Task item
This task calls for copying every line in the data below that contains the word "types".

Saved entries
□ □ □ □ □ □ □
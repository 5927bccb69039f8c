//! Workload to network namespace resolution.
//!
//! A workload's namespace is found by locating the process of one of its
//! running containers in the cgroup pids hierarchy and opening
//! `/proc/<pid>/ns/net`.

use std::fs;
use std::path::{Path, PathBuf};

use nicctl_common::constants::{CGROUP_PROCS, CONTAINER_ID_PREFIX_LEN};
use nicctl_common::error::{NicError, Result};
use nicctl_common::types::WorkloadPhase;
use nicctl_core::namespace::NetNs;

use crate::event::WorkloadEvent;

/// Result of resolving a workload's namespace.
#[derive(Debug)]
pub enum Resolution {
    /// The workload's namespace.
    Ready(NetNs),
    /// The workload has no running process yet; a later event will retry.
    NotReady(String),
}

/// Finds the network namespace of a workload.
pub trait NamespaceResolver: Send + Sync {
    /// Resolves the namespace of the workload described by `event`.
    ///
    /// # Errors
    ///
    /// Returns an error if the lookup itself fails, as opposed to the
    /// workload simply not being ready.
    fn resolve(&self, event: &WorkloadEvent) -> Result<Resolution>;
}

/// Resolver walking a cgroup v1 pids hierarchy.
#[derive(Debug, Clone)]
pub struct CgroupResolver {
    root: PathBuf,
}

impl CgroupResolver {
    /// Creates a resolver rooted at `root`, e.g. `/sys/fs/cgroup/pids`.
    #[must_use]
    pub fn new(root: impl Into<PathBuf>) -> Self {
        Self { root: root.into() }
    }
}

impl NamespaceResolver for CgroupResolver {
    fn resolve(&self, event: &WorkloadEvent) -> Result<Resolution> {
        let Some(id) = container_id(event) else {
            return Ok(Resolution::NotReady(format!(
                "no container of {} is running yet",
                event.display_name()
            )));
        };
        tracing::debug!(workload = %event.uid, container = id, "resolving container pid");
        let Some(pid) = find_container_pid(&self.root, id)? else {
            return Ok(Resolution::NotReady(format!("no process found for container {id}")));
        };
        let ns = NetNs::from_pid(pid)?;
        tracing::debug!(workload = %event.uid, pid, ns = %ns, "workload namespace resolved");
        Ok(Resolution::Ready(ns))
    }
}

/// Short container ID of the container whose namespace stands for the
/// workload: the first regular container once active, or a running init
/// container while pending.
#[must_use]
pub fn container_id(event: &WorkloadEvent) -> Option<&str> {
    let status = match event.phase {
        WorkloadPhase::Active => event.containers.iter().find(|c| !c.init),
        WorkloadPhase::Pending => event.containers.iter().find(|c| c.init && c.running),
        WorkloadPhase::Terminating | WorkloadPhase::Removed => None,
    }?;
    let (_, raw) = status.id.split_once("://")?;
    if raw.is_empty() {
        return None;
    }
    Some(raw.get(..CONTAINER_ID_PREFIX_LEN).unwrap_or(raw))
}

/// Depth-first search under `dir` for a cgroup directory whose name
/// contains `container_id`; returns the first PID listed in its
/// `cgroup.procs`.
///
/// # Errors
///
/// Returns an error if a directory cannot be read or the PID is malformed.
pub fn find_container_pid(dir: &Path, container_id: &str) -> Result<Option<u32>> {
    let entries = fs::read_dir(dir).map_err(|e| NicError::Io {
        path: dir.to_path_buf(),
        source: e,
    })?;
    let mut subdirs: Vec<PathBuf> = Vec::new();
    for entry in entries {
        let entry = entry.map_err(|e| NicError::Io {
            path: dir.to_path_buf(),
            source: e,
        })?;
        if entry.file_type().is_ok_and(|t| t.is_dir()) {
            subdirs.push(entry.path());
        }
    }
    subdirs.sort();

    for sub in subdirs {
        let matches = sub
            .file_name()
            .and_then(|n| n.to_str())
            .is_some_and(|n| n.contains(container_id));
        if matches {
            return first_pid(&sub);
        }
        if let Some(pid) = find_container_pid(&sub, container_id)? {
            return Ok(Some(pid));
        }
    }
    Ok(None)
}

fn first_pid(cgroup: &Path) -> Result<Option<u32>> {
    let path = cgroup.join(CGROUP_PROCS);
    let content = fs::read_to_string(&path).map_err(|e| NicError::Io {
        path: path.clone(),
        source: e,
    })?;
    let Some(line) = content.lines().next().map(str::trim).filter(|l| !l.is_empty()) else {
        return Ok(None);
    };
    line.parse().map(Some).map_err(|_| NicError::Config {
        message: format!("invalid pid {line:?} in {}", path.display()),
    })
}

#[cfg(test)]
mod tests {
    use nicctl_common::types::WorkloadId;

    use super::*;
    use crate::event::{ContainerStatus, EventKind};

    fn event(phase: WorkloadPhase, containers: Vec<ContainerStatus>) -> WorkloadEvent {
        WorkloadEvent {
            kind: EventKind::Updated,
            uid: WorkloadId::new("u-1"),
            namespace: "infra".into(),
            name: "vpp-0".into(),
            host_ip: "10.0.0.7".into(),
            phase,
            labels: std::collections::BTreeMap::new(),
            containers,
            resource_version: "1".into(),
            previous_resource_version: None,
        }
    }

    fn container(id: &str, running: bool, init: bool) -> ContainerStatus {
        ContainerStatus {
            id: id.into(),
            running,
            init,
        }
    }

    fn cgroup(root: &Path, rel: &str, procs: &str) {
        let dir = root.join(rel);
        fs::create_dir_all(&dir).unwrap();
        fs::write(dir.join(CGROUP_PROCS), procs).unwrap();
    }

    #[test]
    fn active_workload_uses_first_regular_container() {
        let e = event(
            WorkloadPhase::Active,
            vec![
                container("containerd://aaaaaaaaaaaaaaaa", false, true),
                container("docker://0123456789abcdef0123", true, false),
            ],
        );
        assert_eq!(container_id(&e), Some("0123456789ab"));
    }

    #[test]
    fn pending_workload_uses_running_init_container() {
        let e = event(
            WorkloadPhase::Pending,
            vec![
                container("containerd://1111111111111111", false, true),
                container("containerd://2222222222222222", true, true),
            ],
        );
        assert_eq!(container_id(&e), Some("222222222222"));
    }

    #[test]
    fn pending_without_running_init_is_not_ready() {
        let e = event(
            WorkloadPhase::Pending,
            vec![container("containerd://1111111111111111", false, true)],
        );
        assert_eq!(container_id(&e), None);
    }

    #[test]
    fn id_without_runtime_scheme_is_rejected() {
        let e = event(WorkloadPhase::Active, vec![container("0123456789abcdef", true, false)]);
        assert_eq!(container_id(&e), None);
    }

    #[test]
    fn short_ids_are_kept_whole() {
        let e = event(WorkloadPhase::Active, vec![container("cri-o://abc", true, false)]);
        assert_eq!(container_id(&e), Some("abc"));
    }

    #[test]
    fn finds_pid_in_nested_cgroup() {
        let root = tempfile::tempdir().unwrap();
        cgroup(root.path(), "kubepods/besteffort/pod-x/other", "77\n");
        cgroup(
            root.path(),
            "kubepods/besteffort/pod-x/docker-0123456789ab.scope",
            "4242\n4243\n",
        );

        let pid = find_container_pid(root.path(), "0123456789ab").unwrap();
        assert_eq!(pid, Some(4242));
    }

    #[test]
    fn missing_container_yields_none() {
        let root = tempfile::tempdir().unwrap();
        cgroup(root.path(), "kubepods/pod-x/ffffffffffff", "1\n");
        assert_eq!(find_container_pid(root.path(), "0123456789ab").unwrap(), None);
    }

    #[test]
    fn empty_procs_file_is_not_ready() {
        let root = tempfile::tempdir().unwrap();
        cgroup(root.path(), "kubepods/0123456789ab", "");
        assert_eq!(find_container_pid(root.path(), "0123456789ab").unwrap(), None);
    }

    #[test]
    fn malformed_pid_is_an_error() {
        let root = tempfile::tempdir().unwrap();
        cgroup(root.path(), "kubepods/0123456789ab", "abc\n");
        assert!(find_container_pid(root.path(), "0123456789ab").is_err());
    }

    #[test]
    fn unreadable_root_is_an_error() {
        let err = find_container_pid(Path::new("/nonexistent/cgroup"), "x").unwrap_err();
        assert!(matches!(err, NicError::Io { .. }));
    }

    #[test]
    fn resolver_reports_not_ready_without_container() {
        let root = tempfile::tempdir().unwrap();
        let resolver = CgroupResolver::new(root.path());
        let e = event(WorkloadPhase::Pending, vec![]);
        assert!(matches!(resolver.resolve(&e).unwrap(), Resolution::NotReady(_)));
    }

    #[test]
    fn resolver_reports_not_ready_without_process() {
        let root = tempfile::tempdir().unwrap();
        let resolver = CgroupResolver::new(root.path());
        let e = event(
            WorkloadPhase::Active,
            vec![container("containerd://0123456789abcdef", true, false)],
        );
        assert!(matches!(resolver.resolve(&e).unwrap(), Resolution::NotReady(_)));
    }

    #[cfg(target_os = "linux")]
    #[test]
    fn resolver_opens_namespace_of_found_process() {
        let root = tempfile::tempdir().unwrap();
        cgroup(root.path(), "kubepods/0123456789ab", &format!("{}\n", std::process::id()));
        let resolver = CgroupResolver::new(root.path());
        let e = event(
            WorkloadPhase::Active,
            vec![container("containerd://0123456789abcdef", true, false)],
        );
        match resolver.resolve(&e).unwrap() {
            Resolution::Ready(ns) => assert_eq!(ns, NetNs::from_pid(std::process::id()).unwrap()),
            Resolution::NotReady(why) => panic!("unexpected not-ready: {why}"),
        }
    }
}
□ □ □ □ □ □ □
Result below
use nicctl_common::types::WorkloadPhase;
    use nicctl_common::types::WorkloadId;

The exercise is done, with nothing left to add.